Despite signs of trouble for the nation’s overheated housing market in 2006, there was plenty of banter and laughter around the big mahogany and granite table inside the Federal Reserve where top policymakers gathered one day in March.
Running his first meeting as chairman of the central bank, Ben S. Bernanke, in his collegial style, solicited observations about the economy from colleagues. Some of the Fed’s staff earlier had talked about the potential risks, but in that meeting and in subsequent ones that year, there was a glaring absence of alarm about the dangers of the housing bubble and what might lie ahead for the broader economy.
Instead, concerns about a housing bust were largely dismissed by most officials, according to meeting transcripts released Thursday.
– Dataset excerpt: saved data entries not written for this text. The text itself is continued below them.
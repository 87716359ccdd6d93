//! Error taxonomy for remote-harness

use std::fmt;
use std::path::PathBuf;
use std::time::Duration;

use serde::{Deserialize, Serialize};
use thiserror::Error;

/// Coarse classification of every failure the harness can surface
#[derive(Debug, Clone, Copy, PartialEq, Eq, Hash, Serialize, Deserialize)]
#[serde(rename_all = "snake_case")]
pub enum ErrorKind {
    /// Credential rejected by the remote host
    Auth,
    /// Host unreachable, connection refused, DNS failure
    Network,
    /// A connect or command deadline elapsed
    Timeout,
    /// Session dropped mid-command or protocol failure
    Transport,
    /// Caller misuse
    InvalidState,
}

impl fmt::Display for ErrorKind {
    fn fmt(&self, f: &mut fmt::Formatter<'_>) -> fmt::Result {
        match self {
            ErrorKind::Auth => write!(f, "auth"),
            ErrorKind::Network => write!(f, "network"),
            ErrorKind::Timeout => write!(f, "timeout"),
            ErrorKind::Transport => write!(f, "transport"),
            ErrorKind::InvalidState => write!(f, "invalid-state"),
        }
    }
}

/// Stage a deadline was attached to
#[derive(Debug, Clone, Copy, PartialEq, Eq, Serialize, Deserialize)]
#[serde(rename_all = "snake_case")]
pub enum Stage {
    /// TCP connect, handshake and authentication
    Connect,
    /// Remote command execution
    Command,
    /// SFTP listing or upload
    Transfer,
    /// Disconnect during session teardown
    Close,
}

impl fmt::Display for Stage {
    fn fmt(&self, f: &mut fmt::Formatter<'_>) -> fmt::Result {
        match self {
            Stage::Connect => write!(f, "connect"),
            Stage::Command => write!(f, "command"),
            Stage::Transfer => write!(f, "transfer"),
            Stage::Close => write!(f, "close"),
        }
    }
}

/// Top-level error type returned by harness operations
#[derive(Error, Debug)]
pub enum HarnessError {
    /// Credential rejected
    #[error("Authentication rejected for {username}@{endpoint}")]
    Auth { endpoint: String, username: String },

    /// Remote host could not be reached
    #[error("Network error reaching {endpoint}: {reason}")]
    Network { endpoint: String, reason: String },

    /// Deadline elapsed
    #[error("{stage} timed out after {}ms", .limit.as_millis())]
    Timeout { stage: Stage, limit: Duration },

    /// Transport-level failure
    #[error("Transport error: {0}")]
    Transport(String),

    /// SFTP server refused an operation on a remote path
    #[error("Remote file error on {path}: {reason}")]
    RemoteFile { path: String, reason: String },

    /// Operation not valid in the current state
    #[error("Invalid state: {0}")]
    InvalidState(String),

    /// Invalid configuration or request supplied by the caller
    #[error("Configuration error: {0}")]
    Config(#[from] ConfigError),
}

impl HarnessError {
    /// Taxonomy kind of this error
    pub fn kind(&self) -> ErrorKind {
        match self {
            HarnessError::Auth { .. } => ErrorKind::Auth,
            HarnessError::Network { .. } => ErrorKind::Network,
            HarnessError::Timeout { .. } => ErrorKind::Timeout,
            HarnessError::Transport(_) | HarnessError::RemoteFile { .. } => ErrorKind::Transport,
            HarnessError::InvalidState(_) | HarnessError::Config(_) => ErrorKind::InvalidState,
        }
    }

    /// Shorthand for an invalid-state error
    pub fn invalid_state(msg: impl Into<String>) -> Self {
        HarnessError::InvalidState(msg.into())
    }
}

/// Raw failure reported at the transport boundary, before classification
#[derive(Error, Debug)]
pub enum TransportFault {
    /// Remote host refused the credential
    #[error("authentication rejected")]
    AuthRejected,

    /// Host name could not be resolved
    #[error("failed to resolve {host}: {reason}")]
    Dns { host: String, reason: String },

    /// Socket-level failure
    #[error("I/O error: {0}")]
    Io(#[from] std::io::Error),

    /// Established connection went away
    #[error("connection reset: {0}")]
    ConnectionReset(String),

    /// SFTP status error for a path (missing, permission denied, ...)
    #[error("{path}: {reason}")]
    RemoteFile { path: String, reason: String },

    /// SSH protocol violation or negotiation failure
    #[error("protocol error: {0}")]
    Protocol(String),

    /// Anything the transport could not describe more precisely
    #[error("{0}")]
    Other(String),
}

/// Configuration-related errors
#[derive(Error, Debug)]
pub enum ConfigError {
    /// Config file not found
    #[error("Config file not found: {0}")]
    NotFound(PathBuf),

    /// Invalid configuration
    #[error("Invalid config: {0}")]
    Invalid(String),

    /// TOML parse error
    #[error("TOML parse error: {0}")]
    Parse(#[from] toml::de::Error),

    /// Missing required field
    #[error("Missing required field: {0}")]
    MissingField(String),
}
“We believe that, absent some large, negative shock to perceptions about employment and earned income, the effects of the expected cooling in housing prices are going to be modest,” said Timothy F. Geithner, the current Treasury secretary, who then was president of the Federal Reserve Bank of New York.
When Geithner was finished, Bernanke asked, to a round of laughter, “Anything to report on co-op prices in Manhattan?”
“As in many cases, I am not sure what you can take from the anecdote, but I guess some people say that you see a little of the froth dissipating,” Geithner replied. “But I don’t think the adjustment is acute.
“If you see hiring at the New York Fed go up substantially in the market, that will be a good leading indicator of housing prices reverting somewhat,” he said, prompting more laughter.
Bernanke, now in his second term as Fed chairman, as well as some other policymakers previously have acknowledged the central bank’s failure in picking up warning signals of a housing market hurtling toward disaster.